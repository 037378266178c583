use axum::extract::DefaultBodyLimit;
use axum::http::{header, Method};
use axum::routing::{get, post};
use axum::Router;
use tower_http::cors::{Any, CorsLayer};
use tower_http::trace::TraceLayer;

use linediff_protocol::endpoints;

use crate::config::ServerConfig;
use crate::handler;

/// Build the axum router with all diff service endpoints.
pub fn build_router(config: &ServerConfig) -> Router {
    let router = Router::new()
        .route(endpoints::HEALTH, get(handler::health_handler))
        .route(endpoints::DIFFS, post(handler::diffs_handler))
        .layer(DefaultBodyLimit::max(config.max_body_bytes))
        .layer(TraceLayer::new_for_http());

    if config.cors {
        router.layer(cors_layer())
    } else {
        router
    }
}

fn cors_layer() -> CorsLayer {
    CorsLayer::new()
        .allow_origin(Any)
        .allow_methods([Method::GET, Method::POST])
        .allow_headers([header::CONTENT_TYPE])
}
//! Plain-text renderings of a line diff.
//!
//! Two layouts: a full line-by-line comparison listing, and unified diff
//! hunks with context.

use std::fmt;
use std::ops::Range;

use crate::diff::LineDiff;
use crate::opcode::{Opcode, Tag};

/// A single line of rendered output.
#[derive(Clone, Debug, PartialEq, Eq)]
pub enum DiffLine {
    /// A line present in both texts.
    Context(String),
    /// A line only in the second text.
    Added(String),
    /// A line only in the first text.
    Removed(String),
}

impl DiffLine {
    /// Two-column marker used by the comparison listing.
    pub fn marker(&self) -> &'static str {
        match self {
            Self::Context(_) => "  ",
            Self::Added(_) => "+ ",
            Self::Removed(_) => "- ",
        }
    }

    /// One-column marker used by unified hunks.
    pub fn unified_marker(&self) -> char {
        match self {
            Self::Context(_) => ' ',
            Self::Added(_) => '+',
            Self::Removed(_) => '-',
        }
    }

    pub fn text(&self) -> &str {
        match self {
            Self::Context(text) | Self::Added(text) | Self::Removed(text) => text,
        }
    }
}

impl fmt::Display for DiffLine {
    fn fmt(&self, f: &mut fmt::Formatter<'_>) -> fmt::Result {
        write!(f, "{}{}", self.marker(), self.text())
    }
}

/// Lines for `op`: removed lines of A first, then added lines of B.
fn lines_for(diff: &LineDiff, op: &Opcode) -> Vec<DiffLine> {
    let old = &diff.old_lines()[op.old_range()];
    let new = &diff.new_lines()[op.new_range()];
    match op.tag {
        Tag::Equal => old.iter().cloned().map(DiffLine::Context).collect(),
        Tag::Delete => old.iter().cloned().map(DiffLine::Removed).collect(),
        Tag::Insert => new.iter().cloned().map(DiffLine::Added).collect(),
        Tag::Replace => old
            .iter()
            .cloned()
            .map(DiffLine::Removed)
            .chain(new.iter().cloned().map(DiffLine::Added))
            .collect(),
    }
}

/// Every line of both texts, marked by where it appears.
pub fn compare(diff: &LineDiff) -> Vec<DiffLine> {
    diff.opcodes()
        .iter()
        .flat_map(|op| lines_for(diff, op))
        .collect()
}

/// The comparison listing as text, one marked line per row.
pub fn render_compare(diff: &LineDiff) -> String {
    let mut out = String::new();
    for line in compare(diff) {
        out.push_str(&line.to_string());
        out.push('\n');
    }
    out
}

/// Hunk range in unified notation: 1-based start, count omitted when 1.
fn format_range(range: Range<usize>) -> String {
    let len = range.end - range.start;
    match len {
        0 => format!("{},0", range.start),
        1 => format!("{}", range.start + 1),
        _ => format!("{},{}", range.start + 1, len),
    }
}

/// Unified diff with `context` lines around each change.
///
/// Returns an empty string when the texts have no differences.
pub fn render_unified(diff: &LineDiff, old_name: &str, new_name: &str, context: usize) -> String {
    let hunks = diff.hunks(context);
    if hunks.is_empty() {
        return String::new();
    }

    let mut out = format!("--- {old_name}\n+++ {new_name}\n");
    for hunk in &hunks {
        out.push_str(&format!(
            "@@ -{} +{} @@\n",
            format_range(hunk.old_range()),
            format_range(hunk.new_range())
        ));
        for op in &hunk.opcodes {
            for line in lines_for(diff, op) {
                out.push(line.unified_marker());
                out.push_str(line.text());
                out.push('\n');
            }
        }
    }
    out
}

##############################

Required action.
For the entries shown above, tally every line containing the word "hunks". Report the tally and nothing else.

Answer box.
5